Friday, June 1, 2012

Automated Warfare and the Offense vs. Defense Conundrum















On June 1, intelligence expert and ace reporter David Sanger offered up a front-page story in The New York Times revealing that the ultimate source of the Stuxnet (and presumably, Flame) worms and viruses was not Mossad Unit 8200 or the Likud Party, but President Obama, working through the National Security Agency and Cyber Command.  It came two days after another NYT front-page story (this one not by Sanger) indicating that the president himself approved the targets for drone strikes in Pakistan.

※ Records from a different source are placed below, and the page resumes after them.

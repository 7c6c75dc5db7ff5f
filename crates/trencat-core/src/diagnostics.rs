// Copyright 2025 eraflo
//
// Licensed under the Apache License, Version 2.0 (the "License");
// you may not use this file except in compliance with the License.
// You may obtain a copy of the License at
//
//     http://www.apache.org/licenses/LICENSE-2.0
//
// Unless required by applicable law or agreed to in writing, software
// distributed under the License is distributed on an "AS IS" BASIS,
// WITHOUT WARRANTIES OR CONDITIONS OF ANY KIND, either express or implied.
// See the License for the specific language governing permissions and
// limitations under the License.

//! The logging contract injected into the engine.
//!
//! The engine never reaches for a global logger. It is handed a [`LogSink`] at
//! construction time and every lifecycle event, warning, and validation failure
//! goes through it.

use log::Level;
use std::fmt::Debug;

/// Receives leveled diagnostic messages from the engine.
pub trait LogSink: Send + Sync + Debug {
    /// Records a message at the given level.
    fn log(&self, level: Level, message: &str);

    /// Records an informational message.
    fn info(&self, message: &str) {
        self.log(Level::Info, message);
    }

    /// Records a warning.
    fn warn(&self, message: &str) {
        self.log(Level::Warn, message);
    }

    /// Records a debug message.
    fn debug(&self, message: &str) {
        self.log(Level::Debug, message);
    }
}

/// A [`LogSink`] that forwards every record to the `log` facade.
#[derive(Debug, Clone)]
pub struct LogCrateSink {
    target: &'static str,
}

impl LogCrateSink {
    /// Creates a sink that logs under the given target.
    pub fn new(target: &'static str) -> Self {
        Self { target }
    }

    /// Returns the target records are emitted under.
    pub fn target(&self) -> &'static str {
        self.target
    }
}

impl Default for LogCrateSink {
    fn default() -> Self {
        Self::new("trencat")
    }
}

impl LogSink for LogCrateSink {
    fn log(&self, level: Level, message: &str) {
        log::log!(target: self.target, level, "{message}");
    }
}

Given the way the Justice Department has gone after journalists under Espionage Act prosecutions, one might think Sanger at least, and possibly Jo Becker and Scott Shane, have reason to be concerned.  But wait - the White House deliberations described by Sanger sound very much like inside baseball.  Could it be that Obama campaign managers leaked both stories in order to give the president an aura of military resolve?  If so, it could end up being effective for his campaign.  Cyber war is seen by many as victimless, and drone war is interpreted by many as a way to get the bad guys while hiding the blood.  Obama not only can get troops out of Iraq and Afghanistan, he can tout himself as the master of the new automated robot wars.  A lot of liberals and conservatives alike see that as an unabashed good thing.

You know I couldn't let that one go without comment, but the rant in this case is not merely a means of exercising sour grapes.  In the case of cyber war, the methods of cyber defense practiced by NSA and Air Force Space Command/Cyber Command over several decades can have few critics.  But the lesson with past computer war-games is that cyber-defense almost always is combined with cyber-assault.  In this respect, it is much like the arcane arguments over missile defense and missile offense.  Most U.S. citizens would say, "Let's use our advantages, and see cyber assault as preferable to real-world military assault."  If that is the rationale, let us remember that no assault comes without expanding the footprint of results under the Law of Unintended Consequences.  This happened with Stuxnet when the computer worm moved far outside the Siemens embedded controllers for which it was designed.  Similar worms and viruses that impact critical safety systems and public utility systems are bound to have negative consequences as well.  Protecting U.S. critical systems against hackers from China is a safe and prudent operation.  Engaging in cyber assault has ethical implications that cannot be swept under the rug by saying that Stuxnet is better than bombs from Tel Aviv.

Such ethical consequences are even greater when one uses the precise targeting power of armed drones to craft the drone as a tool of targeted assassination.  Sure, a drone is safer than a SEAL Team 6 that goes in-country to take down al-Qaeda operatives, and much safer than a large scale CIA or Special Ops assault.  But the CIA and military intelligence agreed in 1976 not to engage in targeted assassination.  This pledge was ripped apart by Dick Cheney when he hired Blackwater to create the kind of hit squads later used by Obama to get Bin Laden.  The abrogation of the deal was regularized by President Obama in February 2009, when he developed regular lists of Pakistani and Afghan bad guys to take out of commission.  Maybe this is a good thing, a cheap, sanitized, and relatively secret way to take down al-Qaeda one terrorist at a time.  But you and I never voted on removing the assassination ban.  This was simply considered fair game in the highly-touted War on Terror.

What President Obama has become expert in, might be called the new face of war.  It is highly automated, quite secret, and very asymmetric.  Who knows, maybe an attack by a flock of drones might be used against Baath officials in Syria, as might a computer assault on public utility systems.  But asymmetric advantages are unstable by nature.  Cyber war and drone war virtually guarantees blowback, which might include direct robotic assault on the U.S. homeland.  Before blowback happens, it is useful to remind U.S. citizens that assault remains assault, whether it is conducted by bomber, JSOC squads, drones, or a computer virus.